A website founded by Harvard students that has been providing reading period procrastination fodder claims it might not even take four years of study and introspection in college.
Instead, thespark.com says, four minutes and the high speed Internet connection in your dorm room should do quite nicely.
The site's personality test has gotten 4,283,704 hits since it went online on Sept. 1, 2000.
Test takers fill in the 52 bubbles on its personality test, answering questions like "Do you make small talk with cute waiters?" and "Aren't babies incredibly special?"
The test then designates participants one of 16 distinct personality types.
"I took it twice, a month apart. I was bored and it was entertaining," says Christi D. Tran '04. She was pleased to be labeled a "guru" the first time she took the test but thought the second result--"the shy one who sat in the corner"--wasn't as accurate. Tran says the test is popular among her dorm-mates.
Eduardo A. Frigola '01 says he thought the test was "pretty accurate." It labeled Frigola a "mastermind" and said he matched 100 percent with most of his friends.
The test isn't all that scientific, admits its creator, Christian T. Rudder '98, managing editor of thespark.com.
"We just kind of made it up on the fly. There was a lot of hand wringing involved coming up with the four axes because we wanted it to be right," he says.

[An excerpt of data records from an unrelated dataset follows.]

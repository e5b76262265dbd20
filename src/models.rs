//! Model catalog.
//!
//! Foundation and embedding models can be pinned in a YAML file instead of
//! environment variables:
//!
//! ```yaml
//! agent_models:
//!   primary: { id: amazon.nova-pro-v1:0, name: Nova Pro }
//!   alternatives:
//!     - { id: anthropic.claude-3-haiku-20240307-v1:0, name: Claude 3 Haiku }
//! embedding_models:
//!   primary: { id: amazon.titan-embed-text-v1, dimension: 1536 }
//! ```

use std::path::Path;

use serde::{Deserialize, Serialize};
use tracing::info;

use crate::config::ConfigError;

pub const DEFAULT_FOUNDATION_MODEL: &str = "amazon.nova-pro-v1:0";
pub const DEFAULT_EMBEDDING_MODEL: &str = "amazon.titan-embed-text-v1";
pub const DEFAULT_EMBEDDING_DIMENSION: u32 = 1536;

/// A text-generation model usable by agents.
#[derive(Debug, Clone, PartialEq, Serialize, Deserialize)]
pub struct AgentModel {
    pub id: String,
    #[serde(default)]
    pub name: Option<String>,
    #[serde(default)]
    pub description: Option<String>,
}

/// An embedding model usable by the knowledge base.
#[derive(Debug, Clone, PartialEq, Serialize, Deserialize)]
pub struct EmbeddingModel {
    pub id: String,
    /// Vector size produced by the model; must match the search index
    #[serde(default = "default_dimension")]
    pub dimension: u32,
}

fn default_dimension() -> u32 {
    DEFAULT_EMBEDDING_DIMENSION
}

#[derive(Debug, Clone, PartialEq, Serialize, Deserialize)]
#[serde(bound(deserialize = "T: Deserialize<'de>"))]
pub struct ModelChoices<T> {
    pub primary: T,
    #[serde(default)]
    pub alternatives: Vec<T>,
}

/// Models used by a deployment.
#[derive(Debug, Clone, PartialEq, Serialize, Deserialize)]
pub struct ModelCatalog {
    pub agent_models: ModelChoices<AgentModel>,
    pub embedding_models: ModelChoices<EmbeddingModel>,
}

impl Default for ModelCatalog {
    fn default() -> Self {
        Self {
            agent_models: ModelChoices {
                primary: AgentModel {
                    id: DEFAULT_FOUNDATION_MODEL.to_string(),
                    name: Some("Amazon Nova Pro".to_string()),
                    description: None,
                },
                alternatives: Vec::new(),
            },
            embedding_models: ModelChoices {
                primary: EmbeddingModel {
                    id: DEFAULT_EMBEDDING_MODEL.to_string(),
                    dimension: DEFAULT_EMBEDDING_DIMENSION,
                },
                alternatives: Vec::new(),
            },
        }
    }
}

impl ModelCatalog {
    /// Parse a catalog from YAML text.
    pub fn from_yaml(text: &str) -> Result<Self, ConfigError> {
        serde_yaml::from_str(text)
            .map_err(|e| ConfigError::InvalidValue("models file".to_string(), e.to_string()))
    }

    /// Load a catalog from a file. The file must exist.
    pub fn load(path: &Path) -> Result<Self, ConfigError> {
        let text = std::fs::read_to_string(path).map_err(|e| {
            ConfigError::InvalidValue(
                "AGENT_STACK_MODELS_FILE".to_string(),
                format!("{}: {}", path.display(), e),
            )
        })?;
        let catalog = Self::from_yaml(&text)?;
        info!("Loaded model catalog from {}", path.display());
        Ok(catalog)
    }

    /// Agent model by role: `primary` or the id of one of the alternatives.
    pub fn agent_model(&self, which: &str) -> Option<&AgentModel> {
        if which == "primary" {
            return Some(&self.agent_models.primary);
        }
        std::iter::once(&self.agent_models.primary)
            .chain(self.agent_models.alternatives.iter())
            .find(|m| m.id == which)
    }

    /// Embedding model by role: `primary` or the id of one of the alternatives.
    pub fn embedding_model(&self, which: &str) -> Option<&EmbeddingModel> {
        if which == "primary" {
            return Some(&self.embedding_models.primary);
        }
        std::iter::once(&self.embedding_models.primary)
            .chain(self.embedding_models.alternatives.iter())
            .find(|m| m.id == which)
    }
}

#[cfg(test)]
mod tests {
    use super::*;

    #[test]
    fn parses_yaml_with_alternatives() {
        let yaml = r#"
agent_models:
  primary: { id: amazon.nova-pro-v1:0, name: Nova Pro }
  alternatives:
    - { id: anthropic.claude-3-haiku-20240307-v1:0 }
embedding_models:
  primary: { id: amazon.titan-embed-text-v2:0, dimension: 1024 }
"#;
        let catalog = ModelCatalog::from_yaml(yaml).unwrap();
        assert_eq!(catalog.agent_model("primary").unwrap().id, "amazon.nova-pro-v1:0");
        assert!(catalog
            .agent_model("anthropic.claude-3-haiku-20240307-v1:0")
            .is_some());
        assert!(catalog.agent_model("unknown").is_none());
        assert_eq!(catalog.embedding_model("primary").unwrap().dimension, 1024);
    }

    #[test]
    fn embedding_dimension_defaults() {
        let yaml = r#"
agent_models:
  primary: { id: a }
embedding_models:
  primary: { id: e }
"#;
        let catalog = ModelCatalog::from_yaml(yaml).unwrap();
        assert_eq!(
            catalog.embedding_models.primary.dimension,
            DEFAULT_EMBEDDING_DIMENSION
        );
    }

    #[test]
    fn missing_file_is_an_error() {
        let dir = tempfile::tempdir().unwrap();
        let err = ModelCatalog::load(&dir.path().join("modles.yaml")).unwrap_err();
        assert!(err.to_string().contains("modles.yaml"));
    }

    #[test]
    fn loads_catalog_without_alternatives() {
        let dir = tempfile::tempdir().unwrap();
        let path = dir.path().join("models.yaml");
        std::fs::write(
            &path,
            "agent_models:\n  primary: { id: a }\nembedding_models:\n  primary: { id: e, dimension: 8 }\n",
        )
        .unwrap();
        let catalog = ModelCatalog::load(&path).unwrap();
        assert!(catalog.agent_models.alternatives.is_empty());
        assert_eq!(catalog.embedding_model("e").unwrap().dimension, 8);
    }

    #[test]
    fn malformed_yaml_is_rejected() {
        assert!(ModelCatalog::from_yaml("agent_models: [").is_err());
    }
}
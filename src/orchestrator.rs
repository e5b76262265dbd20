//! Deployment state machine.
//!
//! # State Machine
//! ```text
//! IAM_ROLES -> STORAGE -> SEARCH_COLLECTION -> SEARCH_INDEX -> KNOWLEDGE_BASE
//!   -> DATA_SOURCE -> COMPUTE_FUNCTIONS -> SUPERVISOR_AGENT -> COLLABORATOR_AGENTS
//!   -> KB_ASSOCIATION -> COLLABORATOR_ASSOCIATION [-> DATA_UPLOAD -> KB_SYNC] -> DONE
//! ```
//!
//! Stages run strictly in order and each one is create-or-update, so a run
//! that failed part way is resumed by running it again. A failure aborts the
//! run and names the stage it happened in.

use std::fmt;
use std::path::PathBuf;
use std::sync::Arc;
use std::time::{Duration, Instant};

use thiserror::Error;
use tracing::{info, warn};

use crate::adapters::knowledge_base::KB_DESCRIPTION;
use crate::adapters::{AgentAdapter, AgentRecord, Adapters, CollaboratorLink};
use crate::collaborators::{validate_functions, CollaboratorConfig, Selection};
use crate::context::DeploymentContext;
use crate::error::ProvisionError;
use crate::names::{ResourceNames, SUPERVISOR_ALIAS_NAME};
use crate::package::{DeploymentPackage, PackageSource};
use crate::provider::{ControlPlane, FieldMapping, FunctionInfo};

/// A state of the deployment.
#[derive(Debug, Clone, Copy, PartialEq, Eq, Hash)]
pub enum DeployStage {
    IamRoles,
    Storage,
    SearchCollection,
    SearchIndex,
    KnowledgeBase,
    DataSource,
    ComputeFunctions,
    SupervisorAgent,
    CollaboratorAgents,
    KbAssociation,
    CollaboratorAssociation,
    DataUpload,
    KbSync,
    Done,
}

impl DeployStage {
    pub fn as_str(&self) -> &'static str {
        match self {
            DeployStage::IamRoles => "IAM_ROLES",
            DeployStage::Storage => "STORAGE",
            DeployStage::SearchCollection => "SEARCH_COLLECTION",
            DeployStage::SearchIndex => "SEARCH_INDEX",
            DeployStage::KnowledgeBase => "KNOWLEDGE_BASE",
            DeployStage::DataSource => "DATA_SOURCE",
            DeployStage::ComputeFunctions => "COMPUTE_FUNCTIONS",
            DeployStage::SupervisorAgent => "SUPERVISOR_AGENT",
            DeployStage::CollaboratorAgents => "COLLABORATOR_AGENTS",
            DeployStage::KbAssociation => "KB_ASSOCIATION",
            DeployStage::CollaboratorAssociation => "COLLABORATOR_ASSOCIATION",
            DeployStage::DataUpload => "DATA_UPLOAD",
            DeployStage::KbSync => "KB_SYNC",
            DeployStage::Done => "DONE",
        }
    }
}

impl fmt::Display for DeployStage {
    fn fmt(&self, f: &mut fmt::Formatter<'_>) -> fmt::Result {
        f.write_str(self.as_str())
    }
}

/// A deployment that stopped in `stage`.
#[derive(Debug, Error)]
#[error("deployment failed at {stage}: {source}")]
pub struct DeployError {
    pub stage: DeployStage,
    #[source]
    pub source: ProvisionError,
}

trait AtStage<T> {
    fn at(self, stage: DeployStage) -> Result<T, DeployError>;
}

impl<T> AtStage<T> for Result<T, ProvisionError> {
    fn at(self, stage: DeployStage) -> Result<T, DeployError> {
        self.map_err(|source| DeployError { stage, source })
    }
}

/// What to deploy.
#[derive(Debug, Clone)]
pub struct DeploymentPlan {
    pub selection: Selection,
    /// File or directory uploaded under the knowledge prefix, followed by
    /// an ingestion run. `None` skips both stages.
    pub upload_data: Option<PathBuf>,
    /// Code packaged into every collaborator function
    pub package: PackageSource,
}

The list Rudder created consists of four pairs of opposing personality traits: dominant/submissive, introverted/extroverted, abstract/concrete, and thinker/feeler. The 16 different possible combinations each yield a separate personality type.
A guru--a submissive, extroverted, abstract feeler--is the most common result, according to Rudder.
A guru is "kind, knowing, giving. Like Buddha of old, you can be a persuasive speaker," the website says.
Generally, the descriptions are warm and fuzzy, Rudder says. But he says they tried to make them funny, as well. The gurus are warned: "be careful that your friends don't take advantage of your relaxed nature, that's what happened to Jesus."
Once Rudder and Chris R. Coyne '99 established the axes, they crafted the questions and personality types based on their own observations and other personality tests they had seen.
Rudder says he does not know why this new procrastination fodder strikes a chord with Harvard students.
"They're probably bored. It's fun," he says. "There's nothing to do online so that's the void we are trying to fill."
Spark fans can take heart, however, that in the realm of time-wasting activities, theirs is far from the worst, according to a Bureau of Study Counsel official.
"Once you're in front of the computer you're already over one of the hurdles of procrastination--I mean, at least you're in front of the computer," says M. Suzanne Renna, the associate director of the Bureau.